Acoustics Emanation Tool

Mechanical PIN-Entry keypads such as the used in secure payment terminals, ATMs, keypad lock on door, etc; can be vulnerable to attacks based on differentiating the sound emanated by different keys. The sound of button clicks can differ slightly from key to key, although the sound of clicks sound very similar to the human hear. Several research studies have demonstrated that it is possible to recover the typed data from the acoustic emanations and has been a known source of concern and present a threat to user privacy; see the References section below.

Besides, keypad emanations are specifically tested in the PCI SSC PTS security-testing process required for the approval of secure payment terminals. The "Monitoring During PIN Entry" testing requirement, verifies that there is no feasible way to determine any entered PIN digit by monitoring sound, electro-magnetic emissions, power consumption or any other external characteristic available for monitoring.

Precisely, these testing requirements lead me to develop the experimental Acoustic Emanations Tool as support to facilitate pre-compliance testing of secure payment terminals with mechanical keypad for PIN-Entry or other similar devices. Also, this development was motivated to introduce me to Deep Learning techniques. 

The tool has an interactive user interface using PyQt5 and has been tailored to facilitate the acquisition of training data. The implemented classification algorithms have been based on Udacity Capstone Project, which applies Deep Learning techniques for automatic environmental sound classification. The initial revision of the tool v0.1, uses Mel-Frequency Cepstral Coefficients (MFCC) for features extraction and a Multi-Layer Perceptrons (MLPs) neural network architecture for classification.    

The tool facilitates the acquisition of the key presses sounds for the training of the neural network and provides the results in the form of a confusion matrix, which will help to determine if the keypad would be vulnerable to eavesdropping and which specific keys may be more easily identifiable.

Tool Installation

The tool is a Python 3.7 application, so in case you have a Python enviroment, you can clone the project from https://github.com/EA4FRB/AcousticEmanations.git and run directly the script: AcousticEmanations.py, available in the src folder. You would need to install all necessary dependences available in requirements.txt file, if not previously installed.

An alternative for Windows OS is to use the provided installer available at https://github.com/EA4FRB/AcousticEmanations/releases.

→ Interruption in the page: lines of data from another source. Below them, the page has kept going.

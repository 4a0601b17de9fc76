//! `define_id!`: prefixed, ULID-backed identifier newtypes.

/// Declares an identifier type rendered as `{prefix}_{ulid}`.
///
/// Generated types are `Copy`, sort by creation time, and serialize as their
/// string form. Parsing rejects a foreign prefix, so a reconcile pass id
/// never round-trips into an object UID.
///
/// ```ignore
/// define_id!(ObjectUid, "uid");
/// let uid: ObjectUid = "uid_01HV4Z2WQXKJNM8GPQY6VBKC3D".parse()?;
/// ```
#[macro_export]
macro_rules! define_id {
    ($name:ident, $prefix:literal) => {
        #[derive(Debug, Clone, Copy, PartialEq, Eq, PartialOrd, Ord, Hash)]
        pub struct $name($crate::Ulid);

        impl $name {
            pub const PREFIX: &'static str = $prefix;

            /// Mints a fresh id.
            #[must_use]
            pub fn new() -> Self {
                Self($crate::Ulid::new())
            }

            pub fn parse(s: &str) -> Result<Self, $crate::IdError> {
                let (prefix, body) = match s.split_once('_') {
                    _ if s.is_empty() => return Err($crate::IdError::Empty),
                    None => return Err($crate::IdError::MissingSeparator),
                    Some(parts) => parts,
                };
                if prefix != Self::PREFIX {
                    return Err($crate::IdError::InvalidPrefix {
                        expected: Self::PREFIX,
                        actual: prefix.to_owned(),
                    });
                }
                body.parse::<$crate::Ulid>()
                    .map(Self)
                    .map_err(|e| $crate::IdError::InvalidUlid(e.to_string()))
            }
        }

        impl Default for $name {
            fn default() -> Self {
                Self::new()
            }
        }

        impl std::fmt::Display for $name {
            fn fmt(&self, f: &mut std::fmt::Formatter<'_>) -> std::fmt::Result {
                write!(f, "{}_{}", Self::PREFIX, self.0)
            }
        }

        impl std::str::FromStr for $name {
            type Err = $crate::IdError;

            fn from_str(s: &str) -> Result<Self, Self::Err> {
                Self::parse(s)
            }
        }

        impl serde::Serialize for $name {
            fn serialize<S: serde::Serializer>(&self, serializer: S) -> Result<S::Ok, S::Error> {
                serializer.collect_str(self)
            }
        }

        impl<'de> serde::Deserialize<'de> for $name {
            fn deserialize<D: serde::Deserializer<'de>>(deserializer: D) -> Result<Self, D::Error> {
                let raw = <String as serde::Deserialize>::deserialize(deserializer)?;
                Self::parse(&raw).map_err(serde::de::Error::custom)
            }
        }
    };
}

Note that the resulting installation uses a large amount of disk space (around 1.6GB), mainly due to the installation of Tensorflow engine. If you have Tensorflow and Python, you would prefer to launch the tool from Python directly.

Operation

To demonstrate the operation of the tool, I will use a device that it is not intended and not a concern for sensitive data entry, but it will be representative for the tested function. The device is the SARK-110-ULM antenna analyzer, which has nine mechanical buttons for user inputs. The buttons are implemented with metal dome switch technology that provide tactility and audible feedback or "snap", when pressed.

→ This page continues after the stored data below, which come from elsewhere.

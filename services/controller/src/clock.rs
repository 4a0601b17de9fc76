//! Time source for pause timers, readiness windows, and expectation timeouts.

use std::sync::Mutex;

use chrono::{DateTime, Duration, Utc};

pub trait Clock: Send + Sync {
    fn now(&self) -> DateTime<Utc>;
}

/// Wall-clock time.
#[derive(Debug, Default, Clone, Copy)]
pub struct SystemClock;

impl Clock for SystemClock {
    fn now(&self) -> DateTime<Utc> {
        Utc::now()
    }
}

/// Clock that only moves when told to.
#[derive(Debug)]
pub struct ManualClock {
    now: Mutex<DateTime<Utc>>,
}

impl ManualClock {
    pub fn new(start: DateTime<Utc>) -> Self {
        Self {
            now: Mutex::new(start),
        }
    }

    pub fn advance(&self, by: Duration) {
        let mut now = self.now.lock().unwrap_or_else(|e| e.into_inner());
        *now += by;
    }

    pub fn set(&self, to: DateTime<Utc>) {
        *self.now.lock().unwrap_or_else(|e| e.into_inner()) = to;
    }
}

impl Clock for ManualClock {
    fn now(&self) -> DateTime<Utc> {
        *self.now.lock().unwrap_or_else(|e| e.into_inner())
    }
}

#[cfg(test)]
mod tests {
    use super::*;

    #[test]
    fn test_manual_clock_advances() {
        let start = Utc::now();
        let clock = ManualClock::new(start);
        assert_eq!(clock.now(), start);
        clock.advance(Duration::seconds(300));
        assert_eq!(clock.now(), start + Duration::seconds(300));
    }
}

The training data capture must be performed in a quite environment and you should use a good microphone for capturing the audio. Be sure that you have properly configured the sound settings in your computer and perform some tests in advance using e.g. Audacity tool to verify the operation of the setup.  

The first step for starting the capture of training data for a specific device will be to select a folder for storing the data. Select menu <File> <Folder Select> and create or select the appropiate folder using the popup file dialog.  The tool will use this folder as a parent to store the following information:

• .\wav: the audio files used for training
• .\metadata: train_data.csv metadata file with the information of the audio files
• .\saved_models:  features.csv file with the extracted features, and weights.best.basic_mlp.hdf5 saved model file

Now we can start with the recording of the audio samples for every key pressed. We will have to capture multiple training samples for each key. 

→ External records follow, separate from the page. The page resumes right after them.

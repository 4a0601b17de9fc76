//! End-to-end reconcile scenarios.
//!
//! Each scenario drives the controller against the in-memory cluster with a
//! manual clock. Change events are delivered to the expectation store between
//! passes, the way the event dispatcher does it at runtime:
//!
//! 1. Fresh deployment scales out on the update revision
//! 2. Rolling update stops at the partition
//! 3. Timed canary pause requeues, then advances
//! 4. Pre-delete hook gates an explicit deletion
//! 5. In-place update touching more than images is rejected
//!
//! ## Running
//!
//! ```bash
//! cargo test -p gamefleet-e2e --test scenarios
//! ```

use std::collections::BTreeMap;
use std::sync::Arc;
use std::time::Duration;

use chrono::Utc;
use gamefleet_controller::model::{
    labels, CanaryPlan, CanaryStep, ConditionKind, Container, EnvVar, GameDeployment,
    GameDeploymentSpec, GameDeploymentStatus, HookPhase, HookStep, InstanceSpec, InstanceTemplate,
    LabelSelector, ObjectMeta, PauseSpec, UpdateStrategyKind, WorkloadInstance,
};
use gamefleet_controller::{
    Action, ClusterEvent, Controller, ControllerConfig, ControllerError, ControllerResult,
    ExpectationStore, InMemoryCluster, ManualClock,
};
use gamefleet_events::ObjectKey;
use gamefleet_reconcile::{compute_diff, compute_update_count, IntOrPercent, ScaleInputs, UpdateOptions};
use tokio::sync::mpsc;

const NAMESPACE: &str = "games";

/// `RUST_LOG` wins; otherwise the configured controller log level applies.
fn init_tracing(config: &ControllerConfig) {
    let filter = tracing_subscriber::EnvFilter::try_from_default_env()
        .unwrap_or_else(|_| tracing_subscriber::EnvFilter::new(&config.log_level));
    let _ = tracing_subscriber::fmt()
        .with_env_filter(filter)
        .with_test_writer()
        .try_init();
}

fn deployment(name: &str, replicas: i32, image: &str) -> GameDeployment {
    GameDeployment {
        meta: ObjectMeta::named(NAMESPACE, name),
        spec: GameDeploymentSpec {
            replicas,
            selector: LabelSelector::from_labels([("app", name)]),
            template: InstanceTemplate {
                labels: BTreeMap::from([("app".to_string(), name.to_string())]),
                annotations: BTreeMap::new(),
                spec: InstanceSpec {
                    containers: vec![Container {
                        name: "server".into(),
                        image: image.into(),
                        ..Default::default()
                    }],
                    ..Default::default()
                },
            },
            scale_strategy: Default::default(),
            update_strategy: Default::default(),
            pre_delete_hook: None,
            min_ready_seconds: 0,
            revision_history_limit: None,
        },
        status: None,
    }
}

/// A controller wired to an in-memory cluster.
struct Fleet {
    cluster: Arc<InMemoryCluster>,
    clock: Arc<ManualClock>,
    expectations: Arc<ExpectationStore>,
    controller: Controller,
    events: mpsc::UnboundedReceiver<ClusterEvent>,
}

impl Fleet {
    fn new() -> Self {
        let config = ControllerConfig::default();
        init_tracing(&config);
        let clock = Arc::new(ManualClock::new(Utc::now()));
        let cluster = Arc::new(InMemoryCluster::with_clock(clock.clone()));
        let events = cluster.subscribe();
        let expectations = Arc::new(ExpectationStore::new(
            clock.clone(),
            config.expectation_timeout(),
        ));
        let controller = Controller::new(
            cluster.clone(),
            expectations.clone(),
            clock.clone(),
            config,
        );
        Self {
            cluster,
            clock,
            expectations,
            controller,
            events,
        }
    }

    fn key(name: &str) -> ObjectKey {
        ObjectKey::new(NAMESPACE, name)
    }

    fn apply(&self, deploy: &GameDeployment) {
        self.cluster.apply_deployment(deploy).unwrap();
    }

    /// Applies a change to the stored deployment spec.
    fn edit(&self, name: &str, f: impl FnOnce(&mut GameDeploymentSpec)) {
        let mut deploy = self.deployment(name);
        f(&mut deploy.spec);
        self.apply(&deploy);
    }

    fn deployment(&self, name: &str) -> GameDeployment {
        self.cluster.deployment(&Self::key(name)).unwrap()
    }

    fn status(&self, name: &str) -> GameDeploymentStatus {
        self.deployment(name).status.unwrap_or_default()
    }

    fn instances(&self) -> Vec<WorkloadInstance> {
        self.cluster.instances(NAMESPACE)
    }

    /// Feeds every pending change event to the expectation store.
    fn deliver(&mut self) {
        while let Ok(event) = self.events.try_recv() {
            self.expectations.observe(&event);
        }
    }

    async fn pass(&mut self, name: &str) -> ControllerResult<Action> {
        self.deliver();
        let result = self.controller.reconcile(&Self::key(name)).await;
        self.deliver();
        result
    }

    fn ready_all(&mut self) {
        self.cluster.mark_all_ready(NAMESPACE).unwrap();
        self.deliver();
    }

    /// Runs passes, marking instances ready in between, until a pass takes
    /// no action.
    async fn settle(&mut self, name: &str) {
        for _ in 0..20 {
            let writes = self.mutations();
            self.pass(name).await.unwrap();
            self.ready_all();
            if self.mutations() == writes {
                return;
            }
        }
        panic!("{name} did not settle");
    }

    fn mutations(&self) -> usize {
        ["create_instance", "update_instance", "delete_instance"]
            .iter()
            .map(|op| self.cluster.call_count(op))
            .sum()
    }
}

#[tokio::test]
async fn scenario_fresh_deployment_scales_out_on_update_revision() {
    let diff = compute_diff(&ScaleInputs {
        desired_replicas: 3,
        partition: 0,
        max_surge: None,
        revisions_consistent: true,
        total_instances: 0,
        not_updated: 0,
    })
    .unwrap();
    assert_eq!(diff.total_diff, -3);

    let mut fleet = Fleet::new();
    fleet.apply(&deployment("arena", 3, "arena:1"));

    fleet.pass("arena").await.unwrap();
    assert_eq!(fleet.cluster.call_count("create_instance"), 3);

    fleet.ready_all();
    fleet.pass("arena").await.unwrap();

    let status = fleet.status("arena");
    let revisions = fleet.cluster.revisions(NAMESPACE);
    assert_eq!(revisions.len(), 1);
    assert_eq!(status.update_revision, revisions[0].name());
    assert_eq!(status.current_revision, status.update_revision);
    assert_eq!(status.replicas, 3);
    assert_eq!(status.ready_replicas, 3);
    assert_eq!(status.updated_replicas, 3);

    let instances = fleet.instances();
    assert_eq!(instances.len(), 3);
    assert!(instances
        .iter()
        .all(|i| i.revision() == Some(status.update_revision.as_str())));
    let mut identities: Vec<&str> = instances.iter().filter_map(|i| i.identity()).collect();
    identities.sort();
    identities.dedup();
    assert_eq!(identities.len(), 3);
}

#[tokio::test]
async fn scenario_rolling_update_stops_at_partition() {
    let diff = compute_diff(&ScaleInputs {
        desired_replicas: 10,
        partition: 2,
        max_surge: None,
        revisions_consistent: false,
        total_instances: 10,
        not_updated: 2,
    })
    .unwrap();
    assert_eq!(diff.current_rev_diff, 0);
    assert_eq!(diff.total_diff, 0);

    let options = UpdateOptions {
        partition: 2,
        max_unavailable: Some(IntOrPercent::percent(20)),
        max_surge: None,
        paused: false,
    };
    let ready = [true; 10];
    assert_eq!(compute_update_count(&options, 10, &[8, 9], &ready, |r| *r).unwrap(), 0);

    let mut fleet = Fleet::new();
    let mut deploy = deployment("arena", 10, "arena:1");
    deploy.spec.update_strategy.kind = UpdateStrategyKind::HotPatch;
    deploy.spec.update_strategy.max_unavailable = Some(IntOrPercent::percent(20));
    fleet.apply(&deploy);
    fleet.settle("arena").await;
    assert_eq!(fleet.instances().len(), 10);

    fleet.edit("arena", |spec| {
        spec.template.spec.containers[0].image = "arena:2".into();
        spec.update_strategy.partition = 2;
    });

    // two per pass under a 20% budget
    let before = fleet.cluster.call_count("update_instance");
    fleet.pass("arena").await.unwrap();
    assert_eq!(fleet.cluster.call_count("update_instance") - before, 2);
    fleet.ready_all();
    fleet.settle("arena").await;

    let status = fleet.status("arena");
    assert_eq!(status.replicas, 10);
    assert_eq!(status.updated_replicas, 8);
    assert_eq!(status.updated_ready_replicas, 8);
    assert_ne!(status.current_revision, status.update_revision);

    let mutations = fleet.mutations();
    fleet.pass("arena").await.unwrap();
    assert_eq!(fleet.mutations(), mutations);
    let old: Vec<WorkloadInstance> = fleet
        .instances()
        .into_iter()
        .filter(|i| i.revision() != Some(status.update_revision.as_str()))
        .collect();
    assert_eq!(old.len(), 2);
    assert!(old.iter().all(|i| i.is_ready()));
}

#[tokio::test]
async fn scenario_timed_canary_pause_requeues_then_advances() {
    let mut fleet = Fleet::new();
    let mut deploy = deployment("arena", 2, "arena:1");
    deploy.spec.update_strategy.kind = UpdateStrategyKind::HotPatch;
    deploy.spec.update_strategy.max_unavailable = Some(IntOrPercent::Int(1));
    fleet.apply(&deploy);
    fleet.settle("arena").await;

    fleet.edit("arena", |spec| {
        spec.template.spec.containers[0].image = "arena:2".into();
        spec.update_strategy.canary = Some(CanaryPlan {
            steps: vec![CanaryStep {
                partition: Some(1),
                pause: Some(PauseSpec {
                    duration_seconds: Some(300),
                }),
                hook: None,
            }],
        });
    });

    // upgrade one instance to reach the step partition
    fleet.pass("arena").await.unwrap();
    fleet.ready_all();

    let action = fleet.pass("arena").await.unwrap();
    assert_eq!(action, Action::RequeueAfter(Duration::from_secs(300)));
    let canary = fleet.status("arena").canary.unwrap();
    assert_eq!(canary.step_index, 0);
    assert!(canary.pause_start.is_some());
    assert_eq!(canary.pause_conditions.len(), 1);

    fleet.clock.advance(chrono::Duration::seconds(120));
    let action = fleet.pass("arena").await.unwrap();
    assert_eq!(action, Action::RequeueAfter(Duration::from_secs(180)));
    let updated = fleet.status("arena").updated_replicas;
    assert_eq!(updated, 1);

    fleet.clock.advance(chrono::Duration::seconds(180));
    let action = fleet.pass("arena").await.unwrap();
    assert_eq!(action, Action::RequeueAfter(Duration::ZERO));
    let canary = fleet.status("arena").canary.unwrap();
    assert_eq!(canary.step_index, 1);
    assert!(canary.pause_conditions.is_empty());

    fleet.settle("arena").await;
    let status = fleet.status("arena");
    assert_eq!(status.updated_replicas, 2);
    assert_eq!(status.current_revision, status.update_revision);
}

#[tokio::test]
async fn scenario_pre_delete_hook_gates_deletion() {
    let mut fleet = Fleet::new();
    let mut deploy = deployment("arena", 2, "arena:1");
    deploy.spec.pre_delete_hook = Some(HookStep {
        template_name: "drain-sessions".into(),
        args: vec![],
    });
    fleet.apply(&deploy);
    fleet.settle("arena").await;

    let victim = fleet.instances()[0].clone();
    fleet.edit("arena", |spec| {
        spec.scale_strategy.instances_to_delete = vec![victim.name().to_string()];
    });

    // first pass: hook run created, deletion blocked
    fleet.pass("arena").await.unwrap();
    assert!(fleet.instances().iter().any(|i| i.name() == victim.name()));
    let runs = fleet.cluster.hook_runs(NAMESPACE);
    assert_eq!(runs.len(), 1);
    assert_eq!(
        runs[0].meta.label(labels::INSTANCE_ID),
        victim.identity()
    );
    let hooks = fleet.status("arena").pre_delete_hooks;
    assert_eq!(hooks.len(), 1);
    assert_eq!(hooks[0].instance_name, victim.name());

    // the run is reused, never duplicated
    fleet.cluster.set_hook_phase(&runs[0].key(), HookPhase::Running).unwrap();
    fleet.pass("arena").await.unwrap();
    assert_eq!(fleet.cluster.hook_runs(NAMESPACE).len(), 1);
    assert_eq!(fleet.status("arena").pre_delete_hooks[0].phase, HookPhase::Running);
    assert!(fleet.instances().iter().any(|i| i.name() == victim.name()));

    // hook succeeded: deletion proceeds and tracking is cleared
    fleet.cluster.set_hook_phase(&runs[0].key(), HookPhase::Successful).unwrap();
    fleet.pass("arena").await.unwrap();
    assert!(fleet.instances().iter().all(|i| i.name() != victim.name()));
    assert!(fleet.status("arena").pre_delete_hooks.is_empty());

    // replacement minted, stale deletion request and finished run cleaned up
    fleet.pass("arena").await.unwrap();
    assert_eq!(fleet.instances().len(), 2);
    assert!(fleet.cluster.hook_runs(NAMESPACE).is_empty());
    assert!(fleet
        .deployment("arena")
        .spec
        .scale_strategy
        .instances_to_delete
        .is_empty());
}

#[tokio::test]
async fn scenario_in_place_update_rejects_non_image_change() {
    let mut fleet = Fleet::new();
    let mut deploy = deployment("arena", 2, "arena:1");
    deploy.spec.update_strategy.kind = UpdateStrategyKind::InPlace;
    fleet.apply(&deploy);
    fleet.settle("arena").await;

    fleet.edit("arena", |spec| {
        let container = &mut spec.template.spec.containers[0];
        container.image = "arena:2".into();
        container.env.push(EnvVar {
            name: "MAX_PLAYERS".into(),
            value: "64".into(),
        });
    });

    let err = fleet.pass("arena").await.unwrap_err();
    assert!(err.is_permanent());
    match &err {
        ControllerError::InvalidInPlaceUpdate { path } => {
            assert!(path.starts_with("/spec/template/spec/containers/0/env"), "{path}");
        }
        other => panic!("unexpected error: {other}"),
    }
    assert_eq!(fleet.cluster.call_count("update_instance"), 0);

    let status = fleet.status("arena");
    let condition = status.condition(ConditionKind::FailedUpdate).unwrap();
    assert_eq!(condition.reason, "InvalidInPlaceUpdate");
    assert!(fleet
        .instances()
        .iter()
        .all(|i| i.spec.containers[0].image == "arena:1"));
}
//! Scale diff: how many instances to add or remove, and from which revision.

use crate::{IntOrPercent, ReconcileError};

/// Observed and desired counts feeding the scale decision.
#[derive(Debug, Clone)]
pub struct ScaleInputs {
    /// Desired replica count from the spec.
    pub desired_replicas: i32,

    /// Instances that must stay on the current revision (active canary step
    /// partition, or the static partition setting).
    pub partition: i32,

    /// Surge budget from the update strategy.
    pub max_surge: Option<IntOrPercent>,

    /// True when the current and update revisions are the same object.
    pub revisions_consistent: bool,

    /// Live instances of the deployment.
    pub total_instances: i32,

    /// Live instances not on the update revision.
    pub not_updated: i32,
}

/// Result of the scale computation.
///
/// `total_diff < 0` means scale out by `-total_diff`, `> 0` means scale in.
#[derive(Debug, Clone, Copy, PartialEq, Eq, Default)]
pub struct ScaleDiff {
    pub total_diff: i32,
    pub current_rev_diff: i32,
    pub surge_used: i32,
}

/// How a scale-out is split between the two revisions.
#[derive(Debug, Clone, Copy, PartialEq, Eq, Default)]
pub struct CreationSplit {
    pub on_current: usize,
    pub on_update: usize,
}

impl ScaleDiff {
    /// Number of instances to create this pass.
    pub fn create_count(&self) -> usize {
        if self.total_diff < 0 {
            self.total_diff.unsigned_abs() as usize
        } else {
            0
        }
    }

    /// Number of instances to delete this pass.
    pub fn delete_count(&self) -> usize {
        if self.total_diff > 0 {
            self.total_diff as usize
        } else {
            0
        }
    }

    /// Splits a scale-out: the partition deficit is minted on the current
    /// revision, the remainder on the update revision.
    pub fn creation_split(&self) -> CreationSplit {
        let total = self.create_count();
        let on_current = if self.current_rev_diff < 0 {
            (self.current_rev_diff.unsigned_abs() as usize).min(total)
        } else {
            0
        };
        CreationSplit {
            on_current,
            on_update: total - on_current,
        }
    }
}

/// Computes the scale diff.
///
/// While a rollout is active, `current_rev_diff` is how many not-updated
/// instances exceed the partition; a positive value lets the rollout borrow
/// up to `max_surge` extra instances (rounded up, capped at the excess).
pub fn compute_diff(inputs: &ScaleInputs) -> Result<ScaleDiff, ReconcileError> {
    for (field, value) in [
        ("desired_replicas", inputs.desired_replicas),
        ("partition", inputs.partition),
        ("total_instances", inputs.total_instances),
        ("not_updated", inputs.not_updated),
    ] {
        if value < 0 {
            return Err(ReconcileError::Negative {
                field,
                value: i64::from(value),
            });
        }
    }

    let mut current_rev_diff = 0;
    let mut surge_used = 0;

    if !inputs.revisions_consistent {
        current_rev_diff =
            inputs.not_updated - inputs.partition.min(inputs.desired_replicas);

        if current_rev_diff > 0 {
            if let Some(max_surge) = &inputs.max_surge {
                surge_used = max_surge
                    .scaled_value(inputs.desired_replicas, true)?
                    .min(current_rev_diff);
            }
        }
    }

    Ok(ScaleDiff {
        total_diff: inputs.total_instances - inputs.desired_replicas - surge_used,
        current_rev_diff,
        surge_used,
    })
}

/// Splits instances into (updated, not updated) by revision.
pub fn split_by_revision<I, F>(instances: I, update_revision: &str, revision_of: F) -> (Vec<I::Item>, Vec<I::Item>)
where
    I: IntoIterator,
    F: Fn(&I::Item) -> Option<&str>,
{
    let mut updated = Vec::new();
    let mut not_updated = Vec::new();

    for instance in instances {
        if revision_of(&instance) == Some(update_revision) {
            updated.push(instance);
        } else {
            not_updated.push(instance);
        }
    }

    (updated, not_updated)
}

/// Picks scale-in victims.
///
/// Not-updated instances go first, up to `current_rev_diff`; the remainder
/// comes from the updated set. Within a set, instances are ordered by `rank`
/// (worst state first) unless the whole set is being removed.
pub fn choose_victims<T, K, F>(
    total_diff: usize,
    current_rev_diff: i32,
    not_updated: Vec<T>,
    updated: Vec<T>,
    rank: F,
) -> Vec<T>
where
    K: Ord,
    F: Fn(&T) -> K,
{
    let choose = |mut set: Vec<T>, count: usize| -> Vec<T> {
        if count < set.len() {
            set.sort_by_key(|item| rank(item));
            set.truncate(count);
        }
        set
    };

    let from_old = if current_rev_diff > 0 {
        (current_rev_diff as usize).min(total_diff)
    } else {
        0
    };

    let mut victims = choose(not_updated, from_old);
    let shortfall = total_diff - victims.len();
    if shortfall > 0 {
        victims.extend(choose(updated, shortfall));
    }
    victims
}

#[cfg(test)]
mod tests {
    use super::*;
    use proptest::prelude::*;
    use rstest::rstest;

    fn inputs(
        desired: i32,
        partition: i32,
        surge: Option<IntOrPercent>,
        consistent: bool,
        total: i32,
        not_updated: i32,
    ) -> ScaleInputs {
        ScaleInputs {
            desired_replicas: desired,
            partition,
            max_surge: surge,
            revisions_consistent: consistent,
            total_instances: total,
            not_updated,
        }
    }

    #[test]
    fn test_fresh_deployment_scales_out_on_update_revision() {
        let diff = compute_diff(&inputs(3, 0, None, true, 0, 0)).unwrap();
        assert_eq!(diff.total_diff, -3);
        assert_eq!(diff.create_count(), 3);
        assert_eq!(
            diff.creation_split(),
            CreationSplit {
                on_current: 0,
                on_update: 3
            }
        );
    }

    #[test]
    fn test_partition_satisfied_means_no_forced_scale() {
        // 10 replicas, 8 updated, 2 old, partition 2.
        let diff = compute_diff(&inputs(10, 2, None, false, 10, 2)).unwrap();
        assert_eq!(diff.current_rev_diff, 0);
        assert_eq!(diff.total_diff, 0);
    }

    #[rstest]
    // surge of 25% of 10 rounds up to 3, capped by the 10 old instances
    #[case(IntOrPercent::percent(25), 10, 3, -3)]
    // surge capped by current_rev_diff
    #[case(IntOrPercent::Int(5), 2, 2, -2)]
    #[case(IntOrPercent::Int(0), 10, 0, 0)]
    fn test_surge_is_capped_by_excess(
        #[case] surge: IntOrPercent,
        #[case] not_updated: i32,
        #[case] expected_surge: i32,
        #[case] expected_total: i32,
    ) {
        let diff = compute_diff(&inputs(10, 0, Some(surge), false, 10, not_updated)).unwrap();
        assert_eq!(diff.surge_used, expected_surge);
        assert_eq!(diff.total_diff, expected_total);
    }

    #[test]
    fn test_partition_deficit_is_minted_on_current_revision() {
        // Partition 4 but only 1 old instance left, 2 instances missing.
        let diff = compute_diff(&inputs(10, 4, None, false, 8, 1)).unwrap();
        assert_eq!(diff.current_rev_diff, -3);
        assert_eq!(diff.total_diff, -2);
        assert_eq!(
            diff.creation_split(),
            CreationSplit {
                on_current: 2,
                on_update: 0
            }
        );
    }

    #[test]
    fn test_surge_ignored_when_revisions_consistent() {
        let diff = compute_diff(&inputs(5, 0, Some(IntOrPercent::Int(2)), true, 7, 0)).unwrap();
        assert_eq!(diff.surge_used, 0);
        assert_eq!(diff.total_diff, 2);
        assert_eq!(diff.delete_count(), 2);
    }

    #[test]
    fn test_negative_input_rejected() {
        assert!(compute_diff(&inputs(-1, 0, None, true, 0, 0)).is_err());
    }

    #[test]
    fn test_choose_victims_prefers_not_updated_then_worst_state() {
        // (name, rank); lower rank is worse
        let old = vec![("old-a", 5), ("old-b", 1), ("old-c", 3)];
        let new = vec![("new-a", 4), ("new-b", 0)];

        let victims = choose_victims(3, 2, old, new, |(_, r)| *r);
        let names: Vec<_> = victims.iter().map(|(n, _)| *n).collect();
        assert_eq!(names, vec!["old-b", "old-c", "new-b"]);
    }

    #[test]
    fn test_choose_victims_whole_set_unsorted() {
        let old = vec![("old-a", 5), ("old-b", 1)];
        let victims = choose_victims(2, 2, old, vec![], |(_, r)| *r);
        let names: Vec<_> = victims.iter().map(|(n, _)| *n).collect();
        assert_eq!(names, vec!["old-a", "old-b"]);
    }

    #[test]
    fn test_choose_victims_only_updated_when_no_excess_old() {
        let old = vec![("old-a", 0)];
        let new = vec![("new-a", 2), ("new-b", 1)];
        let victims = choose_victims(1, 0, old, new, |(_, r)| *r);
        assert_eq!(victims, vec![("new-b", 1)]);
    }

    #[test]
    fn test_split_by_revision() {
        let instances = vec![("i1", "rev-b"), ("i2", "rev-a"), ("i3", "rev-b")];
        let (updated, not_updated) = split_by_revision(instances, "rev-b", |(_, r)| Some(*r));
        assert_eq!(updated.len(), 2);
        assert_eq!(not_updated, vec![("i2", "rev-a")]);
    }

    proptest! {
        #[test]
        fn prop_scale_diff_conserves_instances(
            desired in 0i32..200,
            total in 0i32..260,
            partition in 0i32..220,
            surge in proptest::option::of(0i32..50),
            not_updated_frac in 0.0f64..=1.0,
            consistent in any::<bool>(),
        ) {
            let not_updated = if consistent { 0 } else { (f64::from(total) * not_updated_frac) as i32 };
            let diff = compute_diff(&inputs(
                desired, partition, surge.map(IntOrPercent::Int), consistent, total, not_updated,
            )).unwrap();

            // Applying the diff lands exactly on desired + surge.
            prop_assert_eq!(total - diff.total_diff, desired + diff.surge_used);
            prop_assert!(diff.surge_used >= 0);
            prop_assert!(diff.surge_used <= diff.current_rev_diff.max(0));

            let split = diff.creation_split();
            prop_assert_eq!(split.on_current + split.on_update, diff.create_count());
        }

        #[test]
        fn prop_victims_never_exceed_request(
            old_count in 0usize..20,
            new_count in 0usize..20,
            want in 0usize..40,
            rev_diff in -5i32..25,
        ) {
            let want = want.min(old_count + new_count);
            let old: Vec<usize> = (0..old_count).collect();
            let new: Vec<usize> = (100..100 + new_count).collect();
            let victims = choose_victims(want, rev_diff, old, new, |v| *v);
            prop_assert!(victims.len() <= want);
            let from_old = victims.iter().filter(|v| **v < 100).count();
            prop_assert!(from_old <= rev_diff.max(0) as usize);
        }
    }
}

For this purpose we have to look at the "Record" group box. For each key, we must enter first a name to identify the key, e.g. 'key1'. The "Index" will be reset to zero everytime that a new key name is entered and will be increased automatically for every key recording. The index can be changed, e.g. in case you notice that the previous recording was not correct. The wav file name will comprise the key name and the index and this is shown in this group box.

For starting the recording of a single key press, press the "Record" button. The recording time will be three seconds and the progress will be shown in the progress bar below. You must press the key during this recording period. If the recording fails for whatever reason, decrease the index value and repeat the recording. 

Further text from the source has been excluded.